What needs to be done: Write out again the entries from the first line to the line that includes "pub struct AgentModel", keeping both of those lines.

——————————

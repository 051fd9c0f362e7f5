//! OpenAI-compatible chat completions adapter
//!
//! Works with any endpoint exposing `POST {base_url}/chat/completions`
//! (OpenAI, OpenRouter, Ollama, vLLM, ...). Each council member maps to a
//! model; the phase decides the system prompt.

use async_trait::async_trait;
use council_application::{AgentGateway, GatewayError};
use council_domain::{AgentId, AgentRequest, PromptTemplate};
use serde::{Deserialize, Serialize};
use serde_json::Value;
use std::collections::HashMap;
use std::time::Duration;
use tracing::debug;

use super::extract::extract_json;

/// Model used by one council member.
#[derive(Debug, Clone, PartialEq)]
pub struct AgentModel {
    pub agent: AgentId,
    pub model: String,
}

/// Agent gateway backed by an OpenAI-compatible HTTP API
#[derive(Debug, Clone)]
pub struct OpenAiCompatibleGateway {
    client: reqwest::Client,
    base_url: String,
    api_key: Option<String>,
    temperature: f64,
    models: HashMap<AgentId, String>,
}

impl OpenAiCompatibleGateway {
    pub fn new(
        base_url: impl Into<String>,
        api_key: Option<String>,
        models: Vec<AgentModel>,
        request_timeout: Duration,
    ) -> Result<Self, GatewayError> {
        let client = reqwest::Client::builder()
            .timeout(request_timeout)
            .user_agent(concat!("adr-council/", env!("CARGO_PKG_VERSION")))
            .build()
            .map_err(|e| GatewayError::ConnectionError(e.to_string()))?;
        Ok(Self {
            client,
            base_url: base_url.into().trim_end_matches('/').to_string(),
            api_key,
            temperature: 0.3,
            models: models.into_iter().map(|m| (m.agent, m.model)).collect(),
        })
    }

    pub fn with_temperature(mut self, temperature: f64) -> Self {
        self.temperature = temperature;
        self
    }

    fn endpoint(&self) -> String {
        format!("{}/chat/completions", self.base_url)
    }

    fn body(&self, model: &str, request: &AgentRequest) -> ChatCompletionRequest {
        ChatCompletionRequest {
            model: model.to_string(),
            messages: vec![
                ChatMessage {
                    role: "system".to_string(),
                    content: PromptTemplate::system_for(request.phase()).to_string(),
                },
                ChatMessage {
                    role: "user".to_string(),
                    content: PromptTemplate::user_prompt(request),
                },
            ],
            temperature: Some(self.temperature),
        }
    }
}

#[derive(Debug, Serialize)]
struct ChatCompletionRequest {
    model: String,
    messages: Vec<ChatMessage>,
    #[serde(skip_serializing_if = "Option::is_none")]
    temperature: Option<f64>,
}

#[derive(Debug, Serialize, Deserialize)]
struct ChatMessage {
    role: String,
    content: String,
}

#[derive(Debug, Deserialize)]
struct ChatCompletionResponse {
    choices: Vec<ChatChoice>,
}

#[derive(Debug, Deserialize)]
struct ChatChoice {
    message: ChatMessage,
}

#[async_trait]
impl AgentGateway for OpenAiCompatibleGateway {
    async fn invoke(&self, request: &AgentRequest) -> Result<Value, GatewayError> {
        let model = self
            .models
            .get(&request.agent)
            .ok_or_else(|| GatewayError::UnknownAgent(request.agent.to_string()))?;
        debug!(agent = %request.agent, %model, phase = %request.phase(), "Sending chat completion");

        let mut builder = self.client.post(self.endpoint()).json(&self.body(model, request));
        if let Some(api_key) = &self.api_key {
            builder = builder.bearer_auth(api_key);
        }

        let response = builder.send().await.map_err(|e| {
            if e.is_timeout() {
                GatewayError::Timeout
            } else {
                GatewayError::ConnectionError(e.to_string())
            }
        })?;

        let status = response.status();
        if !status.is_success() {
            let detail = response.text().await.unwrap_or_default();
            return Err(GatewayError::RequestFailed(format!("{}: {}", status, detail)));
        }

        let completion: ChatCompletionResponse = response
            .json()
            .await
            .map_err(|e| GatewayError::InvalidResponse(e.to_string()))?;
        let content = completion
            .choices
            .into_iter()
            .next()
            .map(|c| c.message.content)
            .unwrap_or_default();

        extract_json(&content).ok_or_else(|| {
            let preview: String = content.chars().take(120).collect();
            GatewayError::InvalidResponse(format!("no JSON object in reply: {}", preview))
        })
    }
}
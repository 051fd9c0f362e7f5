//! What an agent is shown when it is asked to act.

use serde::{Deserialize, Serialize};

use super::phase::Phase;
use super::records::{AnsweredClarification, AuditDecision, Critique, Proposal};
use crate::core::ids::{AgentId, RunId};
use crate::schema::AuditVerdict;

/// Condensed view of the previous round's audit, for the next ideation.
#[derive(Debug, Clone, PartialEq, Eq, Serialize, Deserialize)]
pub struct AuditDigest {
    pub round: u32,
    pub verdict: AuditVerdict,
    pub rationale: String,
    pub synthesis_recommendation: Option<String>,
}

impl From<&AuditDecision> for AuditDigest {
    fn from(audit: &AuditDecision) -> Self {
        Self {
            round: audit.round,
            verdict: audit.content.verdict,
            rationale: audit.content.rationale.clone(),
            synthesis_recommendation: audit.content.synthesis_recommendation.clone(),
        }
    }
}

/// Phase-specific material handed to the agent.
///
/// Ideation carries nothing from other agents, and critique carries only
/// proposals, so no request can expose same-phase sibling output.
#[derive(Debug, Clone, PartialEq, Serialize, Deserialize)]
#[serde(tag = "phase", rename_all = "snake_case")]
pub enum RequestPayload {
    Ideation,
    Critique {
        targets: Vec<Proposal>,
    },
    Audit {
        proposals: Vec<Proposal>,
        critiques: Vec<Critique>,
    },
}

impl RequestPayload {
    pub fn phase(&self) -> Phase {
        match self {
            RequestPayload::Ideation => Phase::Ideation,
            RequestPayload::Critique { .. } => Phase::Critique,
            RequestPayload::Audit { .. } => Phase::Audit,
        }
    }
}

/// A single call to an agent.
#[derive(Debug, Clone, PartialEq, Serialize, Deserialize)]
pub struct AgentRequest {
    pub run_id: RunId,
    pub agent: AgentId,
    pub round: u32,
    pub question: String,
    /// Rendered system context.
    pub context: String,
    /// Private persona of the addressed agent; never shared with others.
    pub brief: Option<String>,
    pub clarifications: Vec<AnsweredClarification>,
    pub previous_audit: Option<AuditDigest>,
    pub payload: RequestPayload,
    /// Set on a corrective re-request after invalid output.
    pub correction: Option<String>,
}

impl AgentRequest {
    pub fn phase(&self) -> Phase {
        self.payload.phase()
    }

    /// Ids the reply must refer to (critique targets).
    pub fn expected_targets(&self) -> Vec<String> {
        match &self.payload {
            RequestPayload::Critique { targets } => targets.iter().map(|p| p.id.clone()).collect(),
            _ => Vec::new(),
        }
    }

    pub fn with_correction(mut self, hint: impl Into<String>) -> Self {
        self.correction = Some(hint.into());
        self
    }
}
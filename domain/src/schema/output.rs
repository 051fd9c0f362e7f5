//! Typed phase outputs.

use serde::{Deserialize, Serialize};

use crate::deliberation::phase::Phase;

/// Severity of a risk raised in a proposal or audit.
#[derive(Debug, Clone, Copy, PartialEq, Eq, PartialOrd, Ord, Serialize, Deserialize)]
#[serde(rename_all = "lowercase")]
pub enum RiskSeverity {
    Low,
    Medium,
    High,
    Critical,
}

impl RiskSeverity {
    pub const ALL: [RiskSeverity; 4] = [
        RiskSeverity::Low,
        RiskSeverity::Medium,
        RiskSeverity::High,
        RiskSeverity::Critical,
    ];

    pub fn as_str(&self) -> &str {
        match self {
            RiskSeverity::Low => "low",
            RiskSeverity::Medium => "medium",
            RiskSeverity::High => "high",
            RiskSeverity::Critical => "critical",
        }
    }

    pub fn parse(s: &str) -> Option<Self> {
        Self::ALL
            .into_iter()
            .find(|v| v.as_str().eq_ignore_ascii_case(s.trim()))
    }
}

#[derive(Debug, Clone, PartialEq, Serialize, Deserialize)]
pub struct Component {
    pub name: String,
    #[serde(rename = "type")]
    pub kind: String,
    pub technology: String,
    pub description: String,
    pub dependencies: Vec<String>,
}

#[derive(Debug, Clone, PartialEq, Serialize, Deserialize)]
pub struct TradeOff {
    pub aspect: String,
    pub choice: String,
    pub rationale: String,
    pub alternatives: Vec<String>,
}

#[derive(Debug, Clone, PartialEq, Serialize, Deserialize)]
pub struct Risk {
    pub category: String,
    pub severity: RiskSeverity,
    pub description: String,
    pub mitigation: String,
}

/// A proposed architecture.
#[derive(Debug, Clone, PartialEq, Serialize, Deserialize)]
pub struct IdeationOutput {
    pub title: String,
    pub summary: String,
    pub approach: String,
    pub components: Vec<Component>,
    pub trade_offs: Vec<TradeOff>,
    pub risks: Vec<Risk>,
    pub confidence: f64,
    pub uncertainties: Vec<String>,
    pub mermaid_diagram: Option<String>,
    pub clarification_needed: Option<String>,
}

/// One agent's critique of one other proposal.
#[derive(Debug, Clone, PartialEq, Serialize, Deserialize)]
pub struct TargetCritique {
    /// Proposal id being critiqued.
    pub target: String,
    pub agreement: f64,
    pub blocking: bool,
    pub strengths: Vec<String>,
    pub weaknesses: Vec<String>,
    pub concerns: Vec<String>,
    pub suggestions: Vec<String>,
}

/// Everything one agent said during the critique phase.
#[derive(Debug, Clone, PartialEq, Serialize, Deserialize)]
pub struct CritiqueOutput {
    pub critiques: Vec<TargetCritique>,
    pub clarification_needed: Option<String>,
}

/// The auditor's overall verdict on a round.
#[derive(Debug, Clone, Copy, PartialEq, Eq, Serialize, Deserialize)]
#[serde(rename_all = "lowercase")]
pub enum AuditVerdict {
    Accept,
    Revise,
    Reject,
}

impl AuditVerdict {
    pub const ALL: [AuditVerdict; 3] = [AuditVerdict::Accept, AuditVerdict::Revise, AuditVerdict::Reject];

    pub fn as_str(&self) -> &str {
        match self {
            AuditVerdict::Accept => "accept",
            AuditVerdict::Revise => "revise",
            AuditVerdict::Reject => "reject",
        }
    }

    pub fn parse(s: &str) -> Option<Self> {
        Self::ALL
            .into_iter()
            .find(|v| v.as_str().eq_ignore_ascii_case(s.trim()))
    }
}

impl std::fmt::Display for AuditVerdict {
    fn fmt(&self, f: &mut std::fmt::Formatter<'_>) -> std::fmt::Result {
        write!(f, "{}", self.as_str())
    }
}

/// The auditor's assessment of a round.
#[derive(Debug, Clone, PartialEq, Serialize, Deserialize)]
pub struct AuditOutput {
    pub verdict: AuditVerdict,
    /// Proposal id the auditor prefers, if any.
    pub preferred_proposal: Option<String>,
    pub rationale: String,
    pub synthesis_recommendation: Option<String>,
    pub risks: Vec<Risk>,
    pub integration_concerns: Vec<String>,
    pub security_issues: Vec<String>,
    /// Critique ids the auditor considers addressed.
    pub resolved_critiques: Vec<String>,
    pub consensus_level: f64,
    pub clarification_needed: Option<String>,
}

/// Validated output of an agent phase.
#[derive(Debug, Clone, PartialEq, Serialize, Deserialize)]
#[serde(tag = "phase", rename_all = "snake_case")]
pub enum PhaseOutput {
    Ideation(IdeationOutput),
    Critique(CritiqueOutput),
    Audit(AuditOutput),
}

impl PhaseOutput {
    pub fn phase(&self) -> Phase {
        match self {
            PhaseOutput::Ideation(_) => Phase::Ideation,
            PhaseOutput::Critique(_) => Phase::Critique,
            PhaseOutput::Audit(_) => Phase::Audit,
        }
    }

    pub fn clarification_needed(&self) -> Option<&str> {
        match self {
            PhaseOutput::Ideation(o) => o.clarification_needed.as_deref(),
            PhaseOutput::Critique(o) => o.clarification_needed.as_deref(),
            PhaseOutput::Audit(o) => o.clarification_needed.as_deref(),
        }
    }
}
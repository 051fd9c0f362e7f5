//! Why an agent call or a whole run failed.

use serde::{Deserialize, Serialize};
use thiserror::Error;

use super::phase::Phase;
use crate::schema::ValidationError;

/// Permanent failure of one agent for one phase, after retries.
#[derive(Error, Debug, Clone, PartialEq, Serialize, Deserialize)]
#[serde(tag = "kind", rename_all = "snake_case")]
pub enum AgentFailure {
    #[error("agent timed out after {after_ms}ms")]
    Timeout { after_ms: u64 },

    #[error("agent error: {message}")]
    Error { message: String },

    #[error("invalid output: {error}")]
    Validation { error: ValidationError },
}

impl AgentFailure {
    pub fn is_timeout(&self) -> bool {
        matches!(self, AgentFailure::Timeout { .. })
    }
}

/// Terminal failure of a run.
#[derive(Error, Debug, Clone, PartialEq, Serialize, Deserialize)]
#[serde(tag = "reason", rename_all = "snake_case")]
pub enum FailureReason {
    #[error("quorum not met in {phase} of round {round}: {responded} of {required} required agents responded")]
    QuorumNotMet {
        phase: Phase,
        round: u32,
        responded: usize,
        required: usize,
    },

    #[error("auditor unavailable in round {round}: {detail}")]
    AuditorUnavailable { round: u32, detail: String },

    #[error("no convergence after {rounds} rounds")]
    ConvergenceExhausted { rounds: u32 },
}

impl FailureReason {
    pub fn as_str(&self) -> &str {
        match self {
            FailureReason::QuorumNotMet { .. } => "quorum_not_met",
            FailureReason::AuditorUnavailable { .. } => "auditor_unavailable",
            FailureReason::ConvergenceExhausted { .. } => "convergence_exhausted",
        }
    }
}
//! Deliberation limits from TOML (`[deliberation]` section)
//!
//! ```toml
//! [deliberation]
//! max_rounds = 3
//! min_quorum = 2
//! agent_timeout_seconds = 120
//! max_retries = 2
//! retry_base_delay_ms = 1000
//! retry_max_delay_ms = 30000
//! persistence_retries = 2
//! ```

use council_application::{EngineConfig, RetryPolicy};
use serde::{Deserialize, Serialize};
use std::time::Duration;

use super::ConfigValidationError;

/// Raw deliberation configuration from TOML
#[derive(Debug, Clone, PartialEq, Serialize, Deserialize)]
#[serde(default)]
pub struct FileDeliberationConfig {
    /// Rounds a run may execute before failing
    pub max_rounds: u32,
    /// Successful agents required in ideation and critique
    pub min_quorum: usize,
    /// Bound on each agent call
    pub agent_timeout_seconds: u64,
    /// Retries after a timeout or error, per agent and phase
    pub max_retries: u32,
    pub retry_base_delay_ms: u64,
    pub retry_max_delay_ms: u64,
    /// Retries of a failed save before the step is abandoned
    pub persistence_retries: u32,
}

impl Default for FileDeliberationConfig {
    fn default() -> Self {
        Self {
            max_rounds: 3,
            min_quorum: 2,
            agent_timeout_seconds: 120,
            max_retries: 2,
            retry_base_delay_ms: 1000,
            retry_max_delay_ms: 30_000,
            persistence_retries: 2,
        }
    }
}

impl FileDeliberationConfig {
    pub(super) fn issues(&self, agents: usize) -> Vec<ConfigValidationError> {
        let mut issues = Vec::new();
        if self.max_rounds == 0 {
            issues.push(ConfigValidationError::ZeroRounds);
        }
        if self.min_quorum == 0 {
            issues.push(ConfigValidationError::ZeroQuorum);
        } else if agents > 0 && self.min_quorum > agents {
            issues.push(ConfigValidationError::QuorumTooLarge {
                quorum: self.min_quorum,
                agents,
            });
        }
        if self.agent_timeout_seconds == 0 {
            issues.push(ConfigValidationError::ZeroTimeout {
                field: "deliberation.agent_timeout_seconds".to_string(),
            });
        }
        issues
    }

    pub(super) fn apply(&self, config: EngineConfig) -> EngineConfig {
        let agent_retry = RetryPolicy::default()
            .with_max_retries(self.max_retries)
            .with_delays(
                Duration::from_millis(self.retry_base_delay_ms),
                Duration::from_millis(self.retry_max_delay_ms),
            );
        let persistence_retry = config
            .persistence_retry
            .clone()
            .with_max_retries(self.persistence_retries);
        config
            .with_max_rounds(self.max_rounds)
            .with_min_quorum(self.min_quorum)
            .with_agent_timeout(Duration::from_secs(self.agent_timeout_seconds))
            .with_agent_retry(agent_retry)
            .with_persistence_retry(persistence_retry)
    }
}
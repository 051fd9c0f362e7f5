//! The deliberation state machine as a pure function.
//!
//! ```text
//! Ideation(r) -> Critique(r) -> Audit(r) -> ConvergenceCheck(r)
//!     ConvergenceCheck(r) -> Converged | Ideation(r + 1) | Failed (round cap)
//! any active state -> AwaitingClarification -> the same state again
//! any non-terminal state -> Failed | Cancelled
//! ```
//!
//! No I/O happens here. The engine performs agent calls and persistence
//! around these transitions, and [`Run::apply`](crate::deliberation::run::Run::apply)
//! replays them from the event log.

use serde::{Deserialize, Serialize};

use crate::convergence::ConvergenceVerdict;
use crate::core::error::DomainError;
use crate::deliberation::phase::Phase;

/// Where a run currently is.
#[derive(Debug, Clone, PartialEq, Eq, Serialize, Deserialize)]
#[serde(tag = "state", rename_all = "snake_case")]
pub enum EngineState {
    Ideation { round: u32 },
    Critique { round: u32 },
    Audit { round: u32 },
    ConvergenceCheck { round: u32 },
    /// Suspended until the human answers `request_id`; resumes at `phase`.
    AwaitingClarification {
        request_id: String,
        phase: Phase,
        round: u32,
    },
    Converged,
    Failed,
    Cancelled,
}

impl EngineState {
    pub fn initial() -> Self {
        EngineState::Ideation { round: 0 }
    }

    /// Active state for a phase and round.
    pub fn at(phase: Phase, round: u32) -> Self {
        match phase {
            Phase::Ideation => EngineState::Ideation { round },
            Phase::Critique => EngineState::Critique { round },
            Phase::Audit => EngineState::Audit { round },
            Phase::ConvergenceCheck => EngineState::ConvergenceCheck { round },
        }
    }

    /// Phase and round while the machine is actively working.
    pub fn position(&self) -> Option<(Phase, u32)> {
        match self {
            EngineState::Ideation { round } => Some((Phase::Ideation, *round)),
            EngineState::Critique { round } => Some((Phase::Critique, *round)),
            EngineState::Audit { round } => Some((Phase::Audit, *round)),
            EngineState::ConvergenceCheck { round } => Some((Phase::ConvergenceCheck, *round)),
            _ => None,
        }
    }

    pub fn is_terminal(&self) -> bool {
        matches!(
            self,
            EngineState::Converged | EngineState::Failed | EngineState::Cancelled
        )
    }

    pub fn is_suspended(&self) -> bool {
        matches!(self, EngineState::AwaitingClarification { .. })
    }

    pub fn label(&self) -> String {
        match self {
            EngineState::AwaitingClarification {
                request_id, phase, ..
            } => format!("awaiting clarification {} ({})", request_id, phase),
            EngineState::Converged => "converged".to_string(),
            EngineState::Failed => "failed".to_string(),
            EngineState::Cancelled => "cancelled".to_string(),
            active => match active.position() {
                Some((phase, round)) => format!("{} (round {})", phase, round),
                None => "unknown".to_string(),
            },
        }
    }
}

impl std::fmt::Display for EngineState {
    fn fmt(&self, f: &mut std::fmt::Formatter<'_>) -> std::fmt::Result {
        write!(f, "{}", self.label())
    }
}

/// Something that moves the machine.
#[derive(Debug, Clone, PartialEq)]
pub enum MachineInput {
    /// An agent phase finished with its quorum met.
    PhaseCompleted,
    /// The convergence check of the current round decided.
    Verdict(ConvergenceVerdict),
    ClarificationRaised { request_id: String },
    ClarificationAnswered { request_id: String },
    Fail,
    Cancel,
}

/// Compute the next state.
///
/// `max_rounds` is the total number of rounds a run may execute; a
/// `NeedsNextRound` verdict on the last permitted round fails the run.
pub fn transition(
    state: &EngineState,
    input: &MachineInput,
    max_rounds: u32,
) -> Result<EngineState, DomainError> {
    use EngineState as S;
    use MachineInput as I;

    let invalid = || {
        Err(DomainError::InvalidTransition(format!(
            "{:?} is not allowed in state {}",
            input, state
        )))
    };

    if state.is_terminal() {
        return invalid();
    }

    match (state, input) {
        (_, I::Cancel) => Ok(S::Cancelled),
        (_, I::Fail) => Ok(S::Failed),

        (S::Ideation { round }, I::PhaseCompleted) => Ok(S::Critique { round: *round }),
        (S::Critique { round }, I::PhaseCompleted) => Ok(S::Audit { round: *round }),
        (S::Audit { round }, I::PhaseCompleted) => Ok(S::ConvergenceCheck { round: *round }),

        (S::ConvergenceCheck { round }, I::Verdict(verdict)) => match verdict {
            ConvergenceVerdict::Converged => Ok(S::Converged),
            ConvergenceVerdict::NeedsNextRound if round + 1 >= max_rounds => Ok(S::Failed),
            ConvergenceVerdict::NeedsNextRound => Ok(S::Ideation { round: round + 1 }),
            ConvergenceVerdict::NeedsClarification { .. } => invalid(),
        },

        (active, I::ClarificationRaised { request_id }) => match active.position() {
            Some((phase, round)) => Ok(S::AwaitingClarification {
                request_id: request_id.clone(),
                phase,
                round,
            }),
            None => invalid(),
        },

        (
            S::AwaitingClarification {
                request_id: pending,
                phase,
                round,
            },
            I::ClarificationAnswered { request_id },
        ) if pending == request_id => Ok(S::at(*phase, *round)),

        _ => invalid(),
    }
}
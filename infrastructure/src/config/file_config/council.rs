//! Council membership from TOML (`[council]` section)
//!
//! Example configuration:
//!
//! ```toml
//! [[council.agents]]
//! id = "architect"
//! model = "gpt-4o"
//! brief = "Senior systems architect focused on consistency trade-offs"
//!
//! [council.auditor]
//! id = "auditor"
//! model = "gpt-4o"
//! ```

use council_application::AgentProfile;
use serde::{Deserialize, Serialize};

use super::ConfigValidationError;

/// One council member
#[derive(Debug, Clone, PartialEq, Serialize, Deserialize)]
pub struct FileAgentConfig {
    pub id: String,
    pub model: String,
    /// Private persona sent only to this agent
    #[serde(default, skip_serializing_if = "Option::is_none")]
    pub brief: Option<String>,
}

impl FileAgentConfig {
    fn new(id: &str, model: &str, brief: &str) -> Self {
        Self {
            id: id.to_string(),
            model: model.to_string(),
            brief: Some(brief.to_string()),
        }
    }

    pub(super) fn issues(&self, field: &str) -> Vec<ConfigValidationError> {
        let mut issues = Vec::new();
        if self.id.trim().is_empty() {
            issues.push(ConfigValidationError::EmptyAgentId {
                field: format!("{}.id", field),
            });
        }
        if self.model.trim().is_empty() {
            issues.push(ConfigValidationError::EmptyModelName {
                field: format!("{}.model", field),
            });
        }
        issues
    }

    pub fn to_profile(&self) -> AgentProfile {
        let profile = AgentProfile::new(self.id.trim());
        match self.brief.as_deref().map(str::trim) {
            Some(brief) if !brief.is_empty() => profile.with_brief(brief),
            _ => profile,
        }
    }
}

/// Raw council configuration from TOML
#[derive(Debug, Clone, PartialEq, Serialize, Deserialize)]
#[serde(default)]
pub struct FileCouncilConfig {
    /// Proposers and critics, in tie-breaking order
    pub agents: Vec<FileAgentConfig>,
    /// Designated auditor
    pub auditor: FileAgentConfig,
}

impl Default for FileCouncilConfig {
    fn default() -> Self {
        Self {
            agents: vec![
                FileAgentConfig::new(
                    "architect",
                    "gpt-4o",
                    "You are a senior systems architect. Reason from first principles about \
                     consistency models, CAP trade-offs and scalability, and state your \
                     assumptions explicitly.",
                ),
                FileAgentConfig::new(
                    "engineer",
                    "gpt-4o",
                    "You are a senior software engineer. Turn concepts into buildable \
                     designs: concrete components, technologies, deployment and operations.",
                ),
            ],
            auditor: FileAgentConfig::new(
                "auditor",
                "gpt-4o",
                "You are a security and integration auditor. Weigh proposals against \
                 security, scalability and integration risks before accepting anything.",
            ),
        }
    }
}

——————————

Result of this task:
repository 051fd9c0f362e7f5
//! OpenAI-compatible chat completions adapter
//!
//! Works with any endpoint exposing `POST {base_url}/chat/completions`
//! (OpenAI, OpenRouter, Ollama, vLLM, ...). Each council member maps to a
//! model; the phase decides the system prompt.

use async_trait::async_trait;
use council_application::{AgentGateway, GatewayError};
use council_domain::{AgentId, AgentRequest, PromptTemplate};
use serde::{Deserialize, Serialize};
use serde_json::Value;
use std::collections::HashMap;
use std::time::Duration;
use tracing::debug;

use super::extract::extract_json;

/// Model used by one council member.
#[derive(Debug, Clone, PartialEq)]
pub struct AgentModel {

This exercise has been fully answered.